— REQUIRED ACTION —
If a line of the records holds the word "lines", copy it out.

— DATASET EXCERPTS —
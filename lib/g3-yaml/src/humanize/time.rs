/*
 * SPDX-License-Identifier: Apache-2.0
 * Copyright 2023-2025 ByteDance and/or its affiliates.
 */

use std::str::FromStr;
use std::time::Duration;

use anyhow::anyhow;
use humanize_rs::ParseError;
use yaml_rust::Yaml;

pub fn as_duration(v: &Yaml) -> anyhow::Result<Duration> {
    match v {
        Yaml::String(value) => match humanize_rs::duration::parse(value) {
            Ok(v) => Ok(v),
            Err(ParseError::MissingUnit) => {
                if let Ok(u) = u64::from_str(value) {
                    Ok(Duration::from_secs(u))
                } else if let Ok(f) = f64::from_str(value) {
                    Duration::try_from_secs_f64(f).map_err(anyhow::Error::new)
                } else {
                    Err(anyhow!("invalid duration string"))
                }
            }
            Err(e) => Err(anyhow!("invalid humanize duration string: {e}")),
        },
        Yaml::Integer(value) => {
            let u = u64::try_from(*value).map_err(|_| anyhow!("negative duration value"))?;
            Ok(Duration::from_secs(u))
        }
        Yaml::Real(s) => {
            let f = f64::from_str(s).map_err(|e| anyhow!("invalid f64 value: {e}"))?;
            Duration::try_from_secs_f64(f).map_err(anyhow::Error::new)
        }
        _ => Err(anyhow!(
            "yaml value type for humanize duration should be 'string' or 'integer' or 'real'"
        )),
    }
}
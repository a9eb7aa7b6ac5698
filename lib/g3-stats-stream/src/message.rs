/*
 * SPDX-License-Identifier: Apache-2.0
 * Copyright 2025 ByteDance and/or its affiliates.
 */

use std::fmt;

use anyhow::anyhow;
use serde_json::{Map, Number, Value};

use g3_stats_tag::Tag;

use crate::NodeIdentity;

#[derive(Clone, Copy, Debug, PartialEq, Eq)]
pub enum MetricKind {
    Counter,
    Gauge,
}

impl MetricKind {
    pub const fn as_str(&self) -> &'static str {
        match self {
            MetricKind::Counter => "counter",
            MetricKind::Gauge => "gauge",
        }
    }
}

impl fmt::Display for MetricKind {
    fn fmt(&self, f: &mut fmt::Formatter<'_>) -> fmt::Result {
        f.write_str(self.as_str())
    }
}

/// One observed metric within a flush cycle.
#[derive(Clone, Debug, PartialEq, Eq)]
pub struct MetricEntry {
    pub name: String,
    pub kind: MetricKind,
    pub value: u64,
    pub tags: Vec<Tag>,
    pub timestamp_ms: i64,
}

impl MetricEntry {
    fn to_json(&self) -> Value {
        let mut map = Map::with_capacity(5);
        map.insert("name".to_string(), Value::String(self.name.clone()));
        map.insert(
            "type".to_string(),
            Value::String(self.kind.as_str().to_string()),
        );
        map.insert("value".to_string(), Value::Number(self.value.into()));
        map.insert(
            "timestamp_ms".to_string(),
            Value::Number(Number::from(self.timestamp_ms)),
        );
        let mut tag_map = Map::with_capacity(self.tags.len());
        for tag in &self.tags {
            tag_map.insert(tag.name.clone(), Value::String(tag.value.clone()));
        }
        map.insert("tags".to_string(), Value::Object(tag_map));
        Value::Object(map)
    }
}

/// The batch sent to the collector for each flush cycle.
#[derive(Clone, Debug, Default)]
pub struct StreamMetricsMessage {
    identifier: Option<NodeIdentity>,
    entries: Vec<MetricEntry>,
}

impl StreamMetricsMessage {
    pub fn with_capacity(capacity: usize) -> Self {
        StreamMetricsMessage {
            identifier: None,
            entries: Vec::with_capacity(capacity),
        }
    }

    #[inline]
    pub fn identifier(&self) -> Option<&NodeIdentity> {
        self.identifier.as_ref()
    }

    pub fn set_identifier(&mut self, identity: NodeIdentity) {
        self.identifier = Some(identity);
    }

    pub fn push(&mut self, entry: MetricEntry) {
        self.entries.push(entry);
    }

    #[inline]
    pub fn entries(&self) -> &[MetricEntry] {
        &self.entries
    }

    #[inline]
    pub fn len(&self) -> usize {
        self.entries.len()
    }

    #[inline]
    pub fn is_empty(&self) -> bool {
        self.entries.is_empty()
    }

    pub(crate) fn clear(&mut self) {
        self.identifier = None;
        self.entries.clear();
    }

    pub fn to_json(&self) -> Value {
        let mut map = Map::with_capacity(2);
        if let Some(identifier) = &self.identifier {
            map.insert("identifier".to_string(), identifier.to_json());
        }
        let metrics = self.entries.iter().map(|e| e.to_json()).collect();
        map.insert("metrics".to_string(), Value::Array(metrics));
        Value::Object(map)
    }

    /// Append the message as a single line JSON object, without the newline.
    pub fn encode_json(&self, buf: &mut Vec<u8>) {
        buf.extend_from_slice(self.to_json().to_string().as_bytes());
    }
}

/// A response from the collector. It carries nothing the sender acts upon.
#[derive(Clone, Debug, Default, PartialEq, Eq)]
pub struct StreamMetricsResponse {
    pub detail: Option<String>,
}

impl StreamMetricsResponse {
    pub fn decode_json(data: &[u8]) -> anyhow::Result<Self> {
        if data.iter().all(|b| b.is_ascii_whitespace()) {
            return Ok(StreamMetricsResponse::default());
        }
        let v: Value = serde_json::from_slice(data)
            .map_err(|e| anyhow!("invalid json response: {e}"))?;
        let Value::Object(map) = v else {
            return Err(anyhow!("json response should be an object"));
        };
        let detail = match map.get("detail") {
            Some(Value::String(s)) => Some(s.to_string()),
            Some(Value::Null) | None => None,
            Some(_) => return Err(anyhow!("invalid value type for key detail")),
        };
        Ok(StreamMetricsResponse { detail })
    }
}

#[cfg(test)]
mod tests {
    use super::*;

    fn entry(name: &str, kind: MetricKind, value: u64) -> MetricEntry {
        MetricEntry {
            name: name.to_string(),
            kind,
            value,
            tags: vec![Tag::new("cluster_name", "ratings")],
            timestamp_ms: 1_700_000_000_000,
        }
    }

    #[test]
    fn encode() {
        let mut msg = StreamMetricsMessage::default();
        msg.push(entry("cluster.upstream_rq", MetricKind::Counter, 3));
        msg.push(entry("cluster.membership_total", MetricKind::Gauge, 5));
        msg.set_identifier(NodeIdentity::new("proxy", "proxy-1"));

        let mut buf = Vec::new();
        msg.encode_json(&mut buf);
        assert!(!buf.contains(&b'\n'));

        let v: Value = serde_json::from_slice(&buf).unwrap();
        assert_eq!(v["identifier"]["node"], "proxy-1");
        let metrics = v["metrics"].as_array().unwrap();
        assert_eq!(metrics.len(), 2);
        assert_eq!(metrics[0]["name"], "cluster.upstream_rq");
        assert_eq!(metrics[0]["type"], "counter");
        assert_eq!(metrics[0]["value"], 3);
        assert_eq!(metrics[0]["tags"]["cluster_name"], "ratings");
        assert_eq!(metrics[1]["type"], "gauge");
        assert_eq!(metrics[1]["timestamp_ms"], 1_700_000_000_000i64);
    }

    #[test]
    fn encode_appends() {
        let mut msg = StreamMetricsMessage::default();
        msg.push(entry("cluster.upstream_rq", MetricKind::Counter, 1));

        let mut buf = b"{}\n".to_vec();
        msg.encode_json(&mut buf);
        msg.encode_json(&mut buf);
        let lines: Vec<&[u8]> = buf.split(|b| *b == b'\n').collect();
        assert_eq!(lines.len(), 2);
        assert_eq!(lines[0], b"{}");
        // two objects back to back, nothing lost in between
        let mut values = serde_json::Deserializer::from_slice(lines[1]).into_iter::<Value>();
        for _ in 0..2 {
            let v = values.next().unwrap().unwrap();
            assert_eq!(v["metrics"][0]["value"], 1);
        }
        assert!(values.next().is_none());
    }

    #[test]
    fn encode_without_identifier() {
        let msg = StreamMetricsMessage::with_capacity(4);
        assert!(msg.is_empty());
        let v = msg.to_json();
        assert!(v.get("identifier").is_none());
        assert_eq!(v["metrics"].as_array().map(|a| a.len()), Some(0));
    }

    #[test]
    fn clear() {
        let mut msg = StreamMetricsMessage::default();
        msg.push(entry("a", MetricKind::Counter, 1));
        msg.set_identifier(NodeIdentity::new("proxy", "proxy-1"));
        assert_eq!(msg.len(), 1);
        msg.clear();
        assert!(msg.is_empty());
        assert!(msg.identifier().is_none());
    }

    #[test]
    fn decode_response() {
        let rsp = StreamMetricsResponse::decode_json(b"").unwrap();
        assert_eq!(rsp, StreamMetricsResponse::default());

        let rsp = StreamMetricsResponse::decode_json(b"{}").unwrap();
        assert!(rsp.detail.is_none());

        let rsp = StreamMetricsResponse::decode_json(br#"{"detail":"ok"}"#).unwrap();
        assert_eq!(rsp.detail.as_deref(), Some("ok"));

        assert!(StreamMetricsResponse::decode_json(b"[1]").is_err());
        assert!(StreamMetricsResponse::decode_json(b"{").is_err());
        assert!(StreamMetricsResponse::decode_json(br#"{"detail":1}"#).is_err());
    }
}
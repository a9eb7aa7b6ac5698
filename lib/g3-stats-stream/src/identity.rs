/*
 * SPDX-License-Identifier: Apache-2.0
 * Copyright 2025 ByteDance and/or its affiliates.
 */

use anyhow::anyhow;
use serde_json::{Map, Value};

/// Identity of the local process, sent as the header of each metrics message.
#[derive(Clone, Debug, PartialEq, Eq)]
pub struct NodeIdentity {
    pub cluster: String,
    pub node: String,
    pub zone: String,
    pub build_version: String,
}

impl NodeIdentity {
    pub fn new(cluster: &str, node: &str) -> Self {
        NodeIdentity {
            cluster: cluster.to_string(),
            node: node.to_string(),
            zone: String::new(),
            build_version: crate::version::version(),
        }
    }

    pub fn with_zone(mut self, zone: &str) -> Self {
        self.zone = zone.to_string();
        self
    }

    pub(crate) fn to_json(&self) -> Value {
        let mut map = Map::with_capacity(4);
        map.insert("cluster".to_string(), Value::String(self.cluster.clone()));
        map.insert("node".to_string(), Value::String(self.node.clone()));
        if !self.zone.is_empty() {
            map.insert("zone".to_string(), Value::String(self.zone.clone()));
        }
        map.insert(
            "build_version".to_string(),
            Value::String(self.build_version.clone()),
        );
        Value::Object(map)
    }
}

pub trait LocalInfo: Send + Sync {
    fn node(&self) -> NodeIdentity;

    fn cluster_name(&self) -> &str;

    fn node_name(&self) -> &str;

    fn zone_name(&self) -> &str {
        ""
    }
}

/// A local identity that never changes.
#[derive(Clone, Debug)]
pub struct StaticLocalInfo {
    identity: NodeIdentity,
}

impl StaticLocalInfo {
    pub fn new(identity: NodeIdentity) -> Self {
        StaticLocalInfo { identity }
    }
}

impl LocalInfo for StaticLocalInfo {
    fn node(&self) -> NodeIdentity {
        self.identity.clone()
    }

    fn cluster_name(&self) -> &str {
        &self.identity.cluster
    }

    fn node_name(&self) -> &str {
        &self.identity.node
    }

    fn zone_name(&self) -> &str {
        &self.identity.zone
    }
}

/// Check that the local identity is complete enough to talk to a collector.
pub fn check_local_info(error_prefix: &str, local_info: &dyn LocalInfo) -> anyhow::Result<()> {
    if local_info.cluster_name().is_empty() || local_info.node_name().is_empty() {
        return Err(anyhow!(
            "{error_prefix}: setting service cluster and service node is required"
        ));
    }
    Ok(())
}
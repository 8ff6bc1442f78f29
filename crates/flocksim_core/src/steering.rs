//! Per-tick heading change limiter.
//!
//! Blends the unit desired heading into the old velocity with fraction
//! `alpha = min(theta, max_angle) / theta` and rescales the result to the
//! species speed. The old velocity enters at full magnitude, so at speeds
//! above 1 it dominates the blend and the actual turn stays well under
//! `alpha * theta`. This is a discrete steering-rate cap, not an angular
//! velocity integrator; speed is always preserved.

use flocksim_data::Vec2;
use rayon::prelude::*;

/// Stand-in for a NaN or exactly zero turn angle.
pub const MIN_ANGLE: f64 = 1e-5;

/// Limits the turn from `old` toward `desired` and returns a velocity of
/// magnitude `speed`.
///
/// The new heading is `alpha · desired_dir + (1 - alpha) · old`, renormalized.
/// A zero `desired` keeps the old heading, as does a blend that cancels out.
#[must_use]
pub fn limit(old: Vec2, desired: Vec2, speed: f64, max_angle: f64) -> Vec2 {
    let Some(old_dir) = old.normalized() else {
        // no previous heading to turn from
        return desired.normalized().map_or(old, |d| d * speed);
    };
    let Some(desired_dir) = desired.normalized() else {
        return old_dir * speed;
    };

    let cos_theta = old_dir.dot(desired_dir).clamp(-1.0, 1.0);
    let mut theta = cos_theta.acos();
    if theta.is_nan() || theta == 0.0 {
        theta = MIN_ANGLE;
    }
    let theta_max = theta.clamp(0.0, max_angle);
    let alpha = theta_max / theta;

    let blended = desired_dir * alpha + old * (1.0 - alpha);
    blended.normalized().unwrap_or(old_dir) * speed
}

/// Applies [`limit`] element-wise.
#[must_use]
pub fn limit_all(old: &[Vec2], desired: &[Vec2], speed: f64, max_angle: f64) -> Vec<Vec2> {
    debug_assert_eq!(old.len(), desired.len());
    old.par_iter()
        .zip(desired.par_iter())
        .map(|(&o, &d)| limit(o, d, speed, max_angle))
        .collect()
}

#[cfg(test)]
mod tests {
    use super::*;
    use std::f64::consts::{FRAC_PI_2, FRAC_PI_4, FRAC_PI_6, PI};

    fn heading(angle: f64) -> Vec2 {
        Vec2::new(angle.cos(), angle.sin())
    }

    fn angle_between(a: Vec2, b: Vec2) -> f64 {
        (a.dot(b) / (a.norm() * b.norm())).clamp(-1.0, 1.0).acos()
    }

    #[test]
    fn test_small_turn_reaches_desired() {
        let old = heading(0.0) * 20.0;
        let desired = heading(0.2);
        let new = limit(old, desired, 20.0, FRAC_PI_6);
        assert!((new.norm() - 20.0).abs() < 1e-9);
        assert!((new * (1.0 / 20.0) - desired).norm() < 1e-9);
    }

    #[test]
    fn test_wide_turn_is_capped() {
        let old = heading(0.0) * 5.0;
        let desired = heading(FRAC_PI_2);
        let new = limit(old, desired, 5.0, FRAC_PI_6);
        assert!((new.norm() - 5.0).abs() < 1e-9);
        assert!(angle_between(old, new) <= FRAC_PI_6 + 1e-9);
        assert!(new.y > 0.0, "must turn toward the desired side");
    }

    #[test]
    fn test_blend_weights_old_velocity_by_magnitude() {
        let old = Vec2::new(20.0, 0.0);
        let desired = Vec2::new(0.0, 1.0);
        let new = limit(old, desired, 20.0, FRAC_PI_6);

        let alpha = FRAC_PI_6 / FRAC_PI_2;
        let expected = (desired * alpha + old * (1.0 - alpha))
            .normalized()
            .unwrap()
            * 20.0;
        assert!((new - expected).norm() < 1e-9, "{new:?} vs {expected:?}");
        // a fast agent turns far less than the cap
        assert!(angle_between(old, new) < 2f64.to_radians());
        assert!((new.norm() - 20.0).abs() < 1e-9);
    }

    #[test]
    fn test_unit_speed_turns_by_cap() {
        let old = heading(0.0);
        // alpha = 0.5 splits the unit chord in half
        let new = limit(old, heading(FRAC_PI_6 * 2.0), 1.0, FRAC_PI_6);
        assert!((angle_between(old, new) - FRAC_PI_6).abs() < 1e-9);
    }

    #[test]
    fn test_identical_headings_keep_speed() {
        let old = heading(1.0) * 3.0;
        let new = limit(old, heading(1.0), 3.0, FRAC_PI_4);
        assert!((new.norm() - 3.0).abs() < 1e-9);
        assert!(angle_between(old, new) < 1e-6);
    }

    #[test]
    fn test_zero_desired_keeps_heading() {
        let old = heading(0.7) * 2.0;
        let new = limit(old, Vec2::ZERO, 2.0, FRAC_PI_4);
        assert!((new - old).norm() < 1e-12);
    }

    #[test]
    fn test_opposite_half_blend_keeps_heading() {
        // alpha = (pi/2) / pi = 0.5 cancels the blend exactly
        let old = heading(0.0);
        let new = limit(old, -old, 1.0, FRAC_PI_2);
        assert!(new.is_finite());
        assert!((new - old).norm() < 1e-12);
    }

    #[test]
    fn test_max_angle_pi_allows_reversal() {
        let old = heading(0.0) * 4.0;
        let new = limit(old, heading(PI), 4.0, PI);
        assert!((new.norm() - 4.0).abs() < 1e-9);
        assert!(new.x < -3.99);
    }

    #[test]
    fn test_limit_all_matches_scalar() {
        let old = vec![heading(0.0), heading(1.0), heading(2.0)];
        let desired = vec![heading(0.5), heading(-1.0), Vec2::ZERO];
        let batch = limit_all(&old, &desired, 1.5, 0.3);
        for i in 0..3 {
            assert_eq!(batch[i], limit(old[i], desired[i], 1.5, 0.3));
        }
    }
}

— RESPONSE BOX —
        let lines: Vec<&[u8]> = buf.split(|b| *b == b'\n').collect();
        assert_eq!(lines.len(), 2);
        assert_eq!(lines[0], b"{}");
        let mut values = serde_json::Deserializer::from_slice(lines[1]).into_iter::<Value>();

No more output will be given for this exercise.